Cancer‐related anemia in a rat model: α 2 ‐macroglobulin from Yoshida sarcoma shortens erythrocyte survival

Implantation of Yoshida ascites sarcoma in rats was found to lead to a reduction in the hemoglobin content, the erythrocyte count and the packed cell volume of blood to 30% of normal in 4 d; however, there was no decrease in the mean cell hemoglobin, the mean cell volume and the mean corpuscular hemoglobin concentration, or suppression of erythropoiesis. The red cells from the circulation of tumor‐bearing animals, tagged with 51 Cr and injected intravenously in normal rats, showed significantly faster clearance than normal.
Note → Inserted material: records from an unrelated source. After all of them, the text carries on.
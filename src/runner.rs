//! Run orchestrator: loads inputs, runs one workflow and persists its result.
//!
//! Every input is loaded and validated before the first write. A real run writes the
//! untouched records to a backup file first and only then replaces the dataset, so an
//! aborted run leaves nothing half-written behind.

use std::path::{Path, PathBuf};

use log::info;
use serde_json::Value;

use crate::config::ReconcileConfig;
use crate::dataset::{backup_path_for, list_asset_pool, load_records, write_backup, write_records};
use crate::error::ReconcileError;
use crate::models::{RecaseReport, ReconcileReport, Suggestion};
use crate::pool::AssetPool;
use crate::recase::{Anchor, recase_from_anchor};
use crate::reconcile::Reconciler;
use crate::strategy::{StrategyChain, StrategyPreset};
use crate::suggest::suggest;

/// Result type used by every workflow.
pub type RunResult<T> = Result<T, ReconcileError>;

/// Resolved locations and knobs for one run.
#[derive(Debug, Clone)]
pub struct RunContext {
  /// JSON record list to read and rewrite.
  pub dataset_path: PathBuf,
  /// Directory whose files form the asset pool.
  pub assets_dir: PathBuf,
  /// Canonical public prefix for corrected references.
  pub public_prefix: String,
  /// Similarity cutoff for ranked matching and suggestions.
  pub similarity_cutoff: f64,
  /// Maximum candidates per suggestion.
  pub suggestion_limit: usize,
}

impl RunContext {
  /// Resolve the configured paths against `project_root`.
  pub fn from_config(project_root: &Path, config: &ReconcileConfig) -> Self {
    Self {
      dataset_path: config.dataset_file(project_root),
      assets_dir: config.assets_path(project_root),
      public_prefix: config.public_prefix.clone(),
      similarity_cutoff: config.similarity_cutoff,
      suggestion_limit: config.suggestion_limit,
    }
  }
}

/// What a workflow produced and where it was persisted.
#[derive(Debug, Clone)]
pub struct RunOutcome<R> {
  /// Workflow-specific report.
  pub report: R,
  /// Number of files in the asset pool, when the workflow consulted it.
  pub assets_scanned: Option<usize>,
  /// Location of the pre-run backup, when one was written.
  pub backup_path: Option<PathBuf>,
  /// Whether the dataset was rewritten.
  pub written: bool,
}

/// High-level helper running the reconciliation workflows against one dataset.
pub struct ReconcileRunner {
  context: RunContext,
}

impl ReconcileRunner {
  /// Create a runner for the provided context.
  pub fn new(context: RunContext) -> Self {
    Self { context }
  }

  /// Resolve drifted references with the strategies of `preset`.
  pub fn reconcile(&self, preset: StrategyPreset, dry_run: bool) -> RunResult<RunOutcome<ReconcileReport>> {
    let (records, pool) = self.load_inputs()?;

    let reconciler = Reconciler::new(
      self.context.public_prefix.as_str(),
      StrategyChain::from_preset(preset, self.context.similarity_cutoff),
    );
    let reconciliation = reconciler.reconcile(&records, &pool);
    info!(
      "{} updated, {} unresolved, {} already correct",
      reconciliation.report.applied.len(),
      reconciliation.report.unresolved.len(),
      reconciliation.report.already_correct
    );

    let backup_path = self.persist(&records, &reconciliation.records, "reconcile", dry_run)?;
    Ok(RunOutcome {
      report: reconciliation.report,
      assets_scanned: Some(pool.len()),
      written: backup_path.is_some(),
      backup_path,
    })
  }

  /// Re-case basenames from the record matching `anchor` onwards.
  pub fn recase(&self, anchor: &Anchor, dry_run: bool) -> RunResult<RunOutcome<RecaseReport>> {
    let records = load_records(&self.context.dataset_path)?;
    info!("loaded {} records from {}", records.len(), self.context.dataset_path.display());

    let recasing = recase_from_anchor(&records, anchor)?;
    let backup_path = self.persist(&records, &recasing.records, "recase", dry_run)?;
    Ok(RunOutcome {
      report: recasing.report,
      assets_scanned: None,
      written: backup_path.is_some(),
      backup_path,
    })
  }

  /// List candidate files for drifted references without rewriting anything.
  pub fn suggest(&self) -> RunResult<RunOutcome<Vec<Suggestion>>> {
    let (records, pool) = self.load_inputs()?;
    let suggestions = suggest(
      &records,
      &pool,
      self.context.suggestion_limit,
      self.context.similarity_cutoff,
    );

    Ok(RunOutcome {
      report: suggestions,
      assets_scanned: Some(pool.len()),
      backup_path: None,
      written: false,
    })
  }

  fn load_inputs(&self) -> RunResult<(Vec<Value>, AssetPool)> {
    let records = load_records(&self.context.dataset_path)?;
    let pool = list_asset_pool(&self.context.assets_dir)?;
    info!(
      "loaded {} records from {} and {} files from {}",
      records.len(),
      self.context.dataset_path.display(),
      pool.len(),
      self.context.assets_dir.display()
    );
    Ok((records, pool))
  }

  fn persist(
    &self,
    original: &[Value],
    updated: &[Value],
    tag: &str,
    dry_run: bool,
  ) -> RunResult<Option<PathBuf>> {
    if dry_run {
      info!("dry run, {} left untouched", self.context.dataset_path.display());
      return Ok(None);
    }

    let dataset = &self.context.dataset_path;
    let backup = backup_path_for(dataset, tag);
    write_backup(dataset, &backup, original)?;
    info!("backup written to {}", backup.display());

    write_records(dataset, updated)?;
    info!("wrote {} records to {}", updated.len(), dataset.display());
    Ok(Some(backup))
  }
}
/// An image reference taken apart at its last `/`.
#[derive(Debug, Clone, Copy, PartialEq, Eq)]
pub struct ImagePath<'a> {
    /// Directory-like part before the last `/`, if there is one.
    pub prefix: Option<&'a str>,
    /// Last path segment, extension included.
    pub filename: &'a str,
}

/// Split an image reference into its prefix and filename.
///
/// A reference without any `/` is treated as a bare filename.
pub fn split_image_path(image: &str) -> ImagePath<'_> {
    match image.rsplit_once('/') {
        Some((prefix, filename)) => ImagePath {
            prefix: Some(prefix),
            filename,
        },
        None => ImagePath {
            prefix: None,
            filename: image,
        },
    }
}

/// Rebuild a reference under the canonical public prefix.
///
/// Trailing slashes on the prefix are collapsed so the separator appears exactly once.
pub fn join_public_path(prefix: &str, filename: &str) -> String {
    format!("{}/{}", prefix.trim_end_matches('/'), filename)
}

#[cfg(test)]
mod tests {
    use super::*;

    #[test]
    fn splits_at_last_separator() {
        let path = split_image_path("/assets/cards/Dark Magician.png");
        assert_eq!(path.prefix, Some("/assets/cards"));
        assert_eq!(path.filename, "Dark Magician.png");
    }

    #[test]
    fn bare_filenames_have_no_prefix() {
        let path = split_image_path("card.png");
        assert_eq!(path.prefix, None);
        assert_eq!(path.filename, "card.png");
    }

    #[test]
    fn trailing_separator_yields_empty_filename() {
        let path = split_image_path("/assets/cards/");
        assert_eq!(path.prefix, Some("/assets/cards"));
        assert_eq!(path.filename, "");
    }

    #[test]
    fn joins_without_doubling_separators() {
        assert_eq!(join_public_path("/assets/cards", "A.png"), "/assets/cards/A.png");
        assert_eq!(join_public_path("/assets/cards/", "A.png"), "/assets/cards/A.png");
    }
}
use std::{fmt::Display, io::Write};

use crate::atom::Atom;

/// A single geometry extracted from an output file. Beyond the atoms
/// themselves, a geometry remembers the file it was read from and its
/// position among the geometries in that file. `section` and `lattice` are
/// optional metadata, and setting `lattice` switches [Geometry::write] to the
/// extended XYZ format.
#[derive(Clone, Debug, PartialEq)]
pub struct Geometry {
    source: String,
    count: usize,
    atoms: Vec<Atom>,
    section: Option<String>,
    lattice: Option<String>,
}

impl Geometry {
    pub fn new(
        source: impl Into<String>,
        count: usize,
        atoms: Vec<Atom>,
    ) -> Self {
        Self {
            source: source.into(),
            count,
            atoms,
            section: None,
            lattice: None,
        }
    }

    /// the name of the file this geometry was extracted from
    pub fn source(&self) -> &str {
        &self.source
    }

    /// the 1-based instance number of this geometry within its source file
    pub fn count(&self) -> usize {
        self.count
    }

    pub fn atoms(&self) -> &[Atom] {
        &self.atoms
    }

    pub fn len(&self) -> usize {
        self.atoms.len()
    }

    pub fn is_empty(&self) -> bool {
        self.atoms.is_empty()
    }

    /// the atom lines of the XYZ representation, like `Li 1.0 2.0 3.0`
    pub fn atom_lines(&self) -> Vec<String> {
        self.atoms.iter().map(Atom::to_string).collect()
    }

    /// the part of the output file the geometry came from
    pub fn section(&self) -> Option<&str> {
        self.section.as_deref()
    }

    pub fn set_section(&mut self, section: impl Into<String>) {
        self.section = Some(section.into());
    }

    /// the lattice specification for a geometry from a periodic calculation
    pub fn lattice(&self) -> Option<&str> {
        self.lattice.as_deref()
    }

    pub fn set_lattice(&mut self, lattice: impl Into<String>) {
        self.lattice = Some(lattice.into());
    }

    /// The XYZ comment line. This is empty for plain XYZ, or the extended XYZ
    /// header when a lattice has been set.
    pub fn comment(&self) -> String {
        match self.lattice() {
            Some(lattice) if !lattice.is_empty() => {
                format!("Lattice={lattice} Properties=species:S:1:pos:R:3")
            }
            _ => String::new(),
        }
    }

    /// Write `self` to `w` in XYZ format, or extended XYZ if a lattice is set.
    /// Plain XYZ is described at
    /// <https://en.wikipedia.org/wiki/XYZ_file_format> and extended XYZ at
    /// <https://www.ovito.org/docs/current/reference/file_formats/input/xyz.html#extended-xyz-format>.
    pub fn write(&self, w: &mut impl Write) -> std::io::Result<()> {
        write!(w, "{self}")
    }
}

impl Display for Geometry {
    fn fmt(&self, f: &mut std::fmt::Formatter<'_>) -> std::fmt::Result {
        writeln!(f, "{}", self.atoms.len())?;
        writeln!(f, "{}", self.comment())?;
        for atom in &self.atoms {
            writeln!(f, "{atom}")?;
        }
        Ok(())
    }
}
The erythrocytes contaminating the tumor ascites exhibited extremely short survival, suggesting that one or more secreted tumor product(s) may be responsible for the effect. Incubation of red cells from normal rats in the cell‐free ascites fluid, or with an isoform of α 2 ‐macroglobulin purified from it, also led to reduction in the survival; but the ascites fluid depleted specifically of α 2 ‐macroglobulin was without any effect. The erythrocytes exhibiting reduced survival showed a proportionate decrease in their cellular deformability. The study identifies a tumor product that is directly responsible for the causation of anemia in the host, and the mechanism by which it does so.